SUPPLIED INFORMATION:
>>>>>

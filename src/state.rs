use std::sync::Mutex;

use dashmap::DashMap;
use tokio::sync::broadcast;
use uuid::Uuid;

use crate::models::customer::Customer;
use crate::models::driver::Driver;
use crate::models::event::StatusChanged;
use crate::models::order::Order;
use crate::models::parcel::Parcel;
use crate::models::restaurant::Restaurant;
use crate::observability::metrics::Metrics;

pub struct AppState {
    pub customers: DashMap<Uuid, Customer>,
    pub drivers: DashMap<Uuid, Driver>,
    pub restaurants: DashMap<Uuid, Restaurant>,
    pub orders: DashMap<Uuid, Order>,
    pub parcels: DashMap<Uuid, Parcel>,
    /// Serializes every mirrored-ledger mutation so both halves of a
    /// driver/restaurant pair always move inside one critical section.
    pub ledger_lock: Mutex<()>,
    pub status_events_tx: broadcast::Sender<StatusChanged>,
    pub metrics: Metrics,
}

impl AppState {
    pub fn new(event_buffer_size: usize) -> Self {
        let (status_events_tx, _unused_rx) = broadcast::channel(event_buffer_size);

        Self {
            customers: DashMap::new(),
            drivers: DashMap::new(),
            restaurants: DashMap::new(),
            orders: DashMap::new(),
            parcels: DashMap::new(),
            ledger_lock: Mutex::new(()),
            status_events_tx,
            metrics: Metrics::new(),
        }
    }

    /// Fire-and-forget: a send error only means nobody is subscribed.
    pub fn emit(&self, event: StatusChanged) {
        let _ = self.status_events_tx.send(event);
    }
}
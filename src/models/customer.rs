use serde::{Deserialize, Serialize};
use uuid::Uuid;

/// Minimal customer record kept so the notifier has a target address and
/// push token. Identity verification lives upstream.
#[derive(Debug, Clone, Serialize, Deserialize)]
pub struct Customer {
    pub id: Uuid,
    pub name: String,
    pub contact: String,
    pub device_token: Option<String>,
    pub address: String,
}
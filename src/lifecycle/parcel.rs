use chrono::Utc;
use rust_decimal::Decimal;
use serde::Deserialize;
use tracing::info;
use uuid::Uuid;

use crate::error::AppError;
use crate::fees;
use crate::ledger;
use crate::models::event::StatusChanged;
use crate::models::parcel::{Parcel, ParcelItem, ParcelStatus};
use crate::models::{PaymentMethod, Role};
use crate::state::AppState;

/// Plain advance edges for parcels. Leaving the pickup point is gated
/// separately in [`advance_status`] so the caller gets a specific reason
/// when the goods cost or payment method is still missing.
pub fn advance_rule(
    from: ParcelStatus,
    method: Option<PaymentMethod>,
) -> Option<(ParcelStatus, Role)> {
    match (from, method) {
        (ParcelStatus::DriverAssigned, _) => Some((ParcelStatus::AtPickup, Role::Driver)),
        (ParcelStatus::AtPickup, Some(m)) if !m.is_prepaid() => {
            Some((ParcelStatus::InTransit, Role::Driver))
        }
        (ParcelStatus::InTransit, _) => Some((ParcelStatus::AtDropoff, Role::Driver)),
        (ParcelStatus::AtDropoff, _) => Some((ParcelStatus::Delivered, Role::Driver)),
        _ => None,
    }
}

#[derive(Debug, Deserialize)]
pub struct RequestParcelRequest {
    pub customer_id: Uuid,
    pub pickup_address: String,
    pub dropoff_address: String,
    pub items: Vec<ParcelItem>,
}
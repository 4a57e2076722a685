use std::sync::Arc;

use axum::Json;
use axum::Router;
use axum::extract::{Path, State};
use axum::routing::{get, post};
use rust_decimal::Decimal;
use serde::Deserialize;
use uuid::Uuid;

use crate::api::rest::orders::{AdvanceRequest, CustomerActor, DriverActor};
use crate::error::AppError;
use crate::lifecycle::parcel::{self, RequestParcelRequest};
use crate::models::PaymentMethod;
use crate::models::parcel::Parcel;
use crate::state::AppState;

pub fn router() -> Router<Arc<AppState>> {
    Router::new()
        .route("/parcels", post(request_parcel))
        .route("/parcels/:id", get(get_parcel))
        .route("/parcels/:id/assign", post(assign_driver))
        .route("/parcels/:id/goods-cost", post(set_goods_cost))
        .route("/parcels/:id/payment-method", post(choose_payment_method))
        .route("/parcels/:id/advance", post(advance_status))
        .route("/parcels/:id/payment-sent", post(confirm_payment_sent))
        .route("/parcels/:id/payment-received", post(acknowledge_payment))
}

#[derive(Deserialize)]
pub struct SetGoodsCostRequest {
    pub driver_id: Uuid,
    pub goods_cost: Decimal,
}

#[derive(Deserialize)]
pub struct ChoosePaymentMethodRequest {
    pub customer_id: Uuid,
    pub method: PaymentMethod,
}

async fn request_parcel(
    State(state): State<Arc<AppState>>,
    Json(payload): Json<RequestParcelRequest>,
) -> Result<Json<Parcel>, AppError> {
    parcel::request_parcel(&state, payload).map(Json)
}

async fn get_parcel(
    State(state): State<Arc<AppState>>,
    Path(id): Path<Uuid>,
) -> Result<Json<Parcel>, AppError> {
    let parcel = state
        .parcels
        .get(&id)
        .ok_or_else(|| AppError::NotFound(format!("parcel {id} not found")))?;

    Ok(Json(parcel.value().clone()))
}

async fn assign_driver(
    State(state): State<Arc<AppState>>,
    Path(id): Path<Uuid>,
    Json(payload): Json<DriverActor>,
) -> Result<Json<Parcel>, AppError> {
    parcel::assign_driver(&state, id, payload.driver_id).map(Json)
}

async fn set_goods_cost(
    State(state): State<Arc<AppState>>,
    Path(id): Path<Uuid>,
    Json(payload): Json<SetGoodsCostRequest>,
) -> Result<Json<Parcel>, AppError> {
    parcel::set_goods_cost(&state, id, payload.driver_id, payload.goods_cost).map(Json)
}

async fn choose_payment_method(
    State(state): State<Arc<AppState>>,
    Path(id): Path<Uuid>,
    Json(payload): Json<ChoosePaymentMethodRequest>,
) -> Result<Json<Parcel>, AppError> {
    parcel::choose_payment_method(&state, id, payload.customer_id, payload.method).map(Json)
}

async fn advance_status(
    State(state): State<Arc<AppState>>,
    Path(id): Path<Uuid>,
    Json(payload): Json<AdvanceRequest>,
) -> Result<Json<Parcel>, AppError> {
    parcel::advance_status(&state, id, payload.actor_id, payload.role).map(Json)
}

async fn confirm_payment_sent(
    State(state): State<Arc<AppState>>,
    Path(id): Path<Uuid>,
    Json(payload): Json<CustomerActor>,
) -> Result<Json<Parcel>, AppError> {
    parcel::confirm_payment_sent(&state, id, payload.customer_id).map(Json)
}

async fn acknowledge_payment(
    State(state): State<Arc<AppState>>,
    Path(id): Path<Uuid>,
    Json(payload): Json<DriverActor>,
) -> Result<Json<Parcel>, AppError> {
    parcel::acknowledge_payment(&state, id, payload.driver_id).map(Json)
}
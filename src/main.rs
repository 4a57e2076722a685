mod api;
mod config;
mod error;
mod fees;
mod ledger;
mod lifecycle;
mod models;
mod notify;
mod observability;
mod state;

use std::sync::Arc;

use tracing_subscriber::EnvFilter;

use crate::notify::{LogTransport, NotificationTransport};

#[tokio::main]
async fn main() -> Result<(), error::AppError> {
    let config = config::Config::from_env()?;

    tracing_subscriber::fmt()
        .with_env_filter(EnvFilter::new(config.log_level.clone()))
        .with_target(false)
        .compact()
        .init();

    let shared_state = Arc::new(state::AppState::new(config.event_buffer_size));

    let transport: Arc<dyn NotificationTransport> = Arc::new(LogTransport);
    tokio::spawn(notify::run_notifier(shared_state.clone(), transport));

    let app = api::rest::router(shared_state.clone());

    let bind_addr = format!("0.0.0.0:{}", config.http_port);
    let listener = tokio::net::TcpListener::bind(&bind_addr)
        .await
        .map_err(|err| error::AppError::Internal(format!("failed to bind {bind_addr}: {err}")))?;

    tracing::info!(http_port = config.http_port, "http server started");

    axum::serve(listener, app)
        .with_graceful_shutdown(shutdown_signal())
        .await
        .map_err(|err| error::AppError::Internal(format!("server error: {err}")))?;

    Ok(())
}

async fn shutdown_signal() {
    if let Err(err) = tokio::signal::ctrl_c().await {
        tracing::error!(error = %err, "failed to listen for shutdown signal");
    }
}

<<<<<

AIM OF THE EXERCISE:
If a line of the records above holds the word "struct", show it.

REPLY:
pub struct AppState {
pub struct Customer {
pub struct RequestParcelRequest {
pub struct SetGoodsCostRequest {
pub struct ChoosePaymentMethodRequest {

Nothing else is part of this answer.